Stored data
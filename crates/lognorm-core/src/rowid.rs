//! Row id generation
//!
//! A row id is the hex encoding of `node ∥ uvarint(time offset) ∥ uvarint(counter)`.
//! The node is a hardware address (or random bytes), the time offset is the
//! number of milliseconds between a fixed epoch and process start, and the
//! counter is a process-wide atomic. Ids are unique within a process and
//! probabilistically unique across processes; they are not secrets.

use std::sync::atomic::{AtomicU64, Ordering};
use std::sync::OnceLock;

use chrono::{DateTime, TimeZone, Utc};
use prost::encoding::{decode_varint, encode_varint};
use tracing::debug;

use crate::error::RowIdError;

/// Length of the node identifier in bytes
pub const NODE_ID_LEN: usize = 6;

/// Parts recovered from a row id
#[derive(Debug, Clone, Copy, PartialEq, Eq)]
pub struct RowIdParts {
    pub node: [u8; NODE_ID_LEN],
    pub time_offset: u64,
    pub counter: u64,
}

#[derive(Debug)]
pub struct RowIdGenerator {
    node: [u8; NODE_ID_LEN],
    time_offset: u64,
    // node ∥ uvarint(time_offset), shared by every id
    prefix: Vec<u8>,
    counter: AtomicU64,
}

impl RowIdGenerator {
    /// Generator for this process: hardware node id, offset captured now
    pub fn new() -> Self {
        Self::with_node(node_id(), time_offset_since_epoch(Utc::now()))
    }

    /// Generator with a configured node id, offset captured now
    pub fn for_node(node: [u8; NODE_ID_LEN]) -> Self {
        Self::with_node(node, time_offset_since_epoch(Utc::now()))
    }

    /// Generator with a fixed node id and time offset
    pub fn with_node(node: [u8; NODE_ID_LEN], time_offset: u64) -> Self {
        let mut prefix = Vec::with_capacity(NODE_ID_LEN + 10);
        prefix.extend_from_slice(&node);
        encode_varint(time_offset, &mut prefix);
        Self {
            node,
            time_offset,
            prefix,
            counter: AtomicU64::new(0),
        }
    }

    /// Process-wide generator
    pub fn global() -> &'static RowIdGenerator {
        static GENERATOR: OnceLock<RowIdGenerator> = OnceLock::new();
        GENERATOR.get_or_init(RowIdGenerator::new)
    }

    /// Next unique row id
    pub fn next_id(&self) -> String {
        let counter = self.counter.fetch_add(1, Ordering::Relaxed) + 1;
        let mut buf = Vec::with_capacity(self.prefix.len() + 10);
        buf.extend_from_slice(&self.prefix);
        encode_varint(counter, &mut buf);
        hex::encode(buf)
    }

    pub fn node(&self) -> [u8; NODE_ID_LEN] {
        self.node
    }

    pub fn time_offset(&self) -> u64 {
        self.time_offset
    }

    /// Split a row id back into its parts
    pub fn decode(id: &str) -> Result<RowIdParts, RowIdError> {
        let bytes = hex::decode(id)?;
        if bytes.len() < NODE_ID_LEN {
            return Err(RowIdError::Truncated);
        }
        let mut node = [0u8; NODE_ID_LEN];
        node.copy_from_slice(&bytes[..NODE_ID_LEN]);

        let mut rest = &bytes[NODE_ID_LEN..];
        let time_offset = decode_varint(&mut rest).map_err(|_| RowIdError::Truncated)?;
        let counter = decode_varint(&mut rest).map_err(|_| RowIdError::Truncated)?;
        if !rest.is_empty() {
            return Err(RowIdError::TrailingBytes);
        }
        Ok(RowIdParts {
            node,
            time_offset,
            counter,
        })
    }
}

impl Default for RowIdGenerator {
    fn default() -> Self {
        Self::new()
    }
}

/// Fixed epoch for row id time offsets (2020-01-01T00:00:00Z)
pub fn epoch() -> DateTime<Utc> {
    Utc.timestamp_opt(1_577_836_800, 0)
        .single()
        .unwrap_or(DateTime::UNIX_EPOCH)
}

fn time_offset_since_epoch(now: DateTime<Utc>) -> u64 {
    let millis = (now - epoch()).num_milliseconds();
    u64::try_from(millis).unwrap_or(0)
}

/// Hardware address of the first network interface, or random bytes
fn node_id() -> [u8; NODE_ID_LEN] {
    if let Some(node) = hardware_address() {
        return node;
    }
    let mut node: [u8; NODE_ID_LEN] = rand::random();
    // Multicast bit set: never a real interface address
    node[0] |= 0x01;
    debug!("no hardware address found, using random row id node");
    node
}

#[cfg(target_os = "linux")]
fn hardware_address() -> Option<[u8; NODE_ID_LEN]> {
    let mut interfaces: Vec<_> = std::fs::read_dir("/sys/class/net")
        .ok()?
        .filter_map(|entry| entry.ok())
        .map(|entry| entry.path())
        .collect();
    interfaces.sort();
    interfaces.into_iter().find_map(|path| {
        let address = std::fs::read_to_string(path.join("address")).ok()?;
        parse_mac(address.trim())
    })
}

#[cfg(not(target_os = "linux"))]
fn hardware_address() -> Option<[u8; NODE_ID_LEN]> {
    None
}

/// Parse `aa:bb:cc:dd:ee:ff`, rejecting the all-zero loopback address
fn parse_mac(s: &str) -> Option<[u8; NODE_ID_LEN]> {
    let mut node = [0u8; NODE_ID_LEN];
    let mut parts = s.split(':');
    for byte in node.iter_mut() {
        *byte = u8::from_str_radix(parts.next()?, 16).ok()?;
    }
    if parts.next().is_some() || node.iter().all(|b| *b == 0) {
        return None;
    }
    Some(node)
}
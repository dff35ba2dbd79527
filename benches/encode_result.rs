// Result encoding benchmark - measure Event → JSON record conversion
//
// Isolates the encode hot path: plan walk, scanners, pooled value buffers
// and the direct JSON writer. Plan compilation happens once outside the loop.

use std::sync::Arc;

use chrono::DateTime;
use criterion::{black_box, criterion_group, criterion_main, BenchmarkId, Criterion, Throughput};
use lognorm::{Event, EventType, FieldDescriptor, FieldKind, LogResultBuilder, Normalizer};
use serde_json::json;

fn access_log_type() -> Arc<EventType> {
    Arc::new(EventType::new(
        "Bench.Access",
        vec![
            FieldDescriptor::timestamp("time").event_time(),
            FieldDescriptor::string("client").scan("net_addr"),
            FieldDescriptor::string("referer").scan("url"),
            FieldDescriptor::string("role").scan("aws_arn"),
            FieldDescriptor::string("trace").scan("trace_id"),
            FieldDescriptor::int("status"),
            FieldDescriptor::int("bytes"),
            FieldDescriptor::array("hashes", FieldKind::String).scan("sha256"),
        ],
    ))
}

fn sample_events(event_type: &Arc<EventType>, count: usize) -> Vec<Event> {
    let time = DateTime::parse_from_rfc3339("2024-01-15T14:30:00.123Z").unwrap();
    (0..count)
        .map(|i| {
            Event::new(Arc::clone(event_type))
                .with("time", time)
                .unwrap()
                .with("client", format!("10.0.{}.{}:443", i / 256 % 256, i % 256))
                .unwrap()
                .with("referer", format!("https://app{}.example.com/login", i % 8))
                .unwrap()
                .with("role", "arn:aws:iam::123456789012:role/bench")
                .unwrap()
                .with("trace", format!("{:032x}", i))
                .unwrap()
                .with("status", 200i64)
                .unwrap()
                .with("bytes", (i * 17) as i64)
                .unwrap()
                .with("hashes", vec![format!("{:064x}", i)])
                .unwrap()
        })
        .collect()
}

/// Benchmark encoding pre-built events
fn bench_encode(c: &mut Criterion) {
    let mut group = c.benchmark_group("encode_result");
    let normalizer = Normalizer::default();
    let event_type = access_log_type();
    let builder: LogResultBuilder = normalizer
        .result_builder("Bench.Access", &event_type)
        .unwrap();

    for count in [100usize, 1_000] {
        let events = sample_events(&event_type, count);
        group.throughput(Throughput::Elements(count as u64));

        group.bench_with_input(BenchmarkId::from_parameter(count), &events, |b, events| {
            b.iter(|| {
                for event in events {
                    let mut result = builder.build(event.clone());
                    black_box(normalizer.encode(&mut result).unwrap());
                }
            });
        });
    }

    group.finish();
}

/// Benchmark decoding wire records back into events
fn bench_decode(c: &mut Criterion) {
    let normalizer = Normalizer::default();
    let event_type = access_log_type();
    let record = json!({
        "time": "2024-01-15T14:30:00.123Z",
        "client": "10.0.0.1:443",
        "referer": "https://app.example.com/login",
        "role": "arn:aws:iam::123456789012:role/bench",
        "trace": "0af7651916cd43dd8448eb211c80319c",
        "status": 200,
        "bytes": 5120,
        "hashes": ["e3b0c44298fc1c149afbf4c8996fb92427ae41e4649b934ca495991b7852b855"]
    });

    c.bench_function("decode_event", |b| {
        b.iter(|| black_box(normalizer.decode(&event_type, &record).unwrap()));
    });
}

criterion_group!(benches, bench_encode, bench_decode);
criterion_main!(benches);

## WHAT YOU NEED TO DO
Where the string "client" turns up in a line of the data above, copy that whole line.

## OUTPUT FOR THIS EXERCISE
            FieldDescriptor::string("client").scan("net_addr"),
                .with("client", format!("10.0.{}.{}:443", i / 256 % 256, i % 256))
        "client": "10.0.0.1:443",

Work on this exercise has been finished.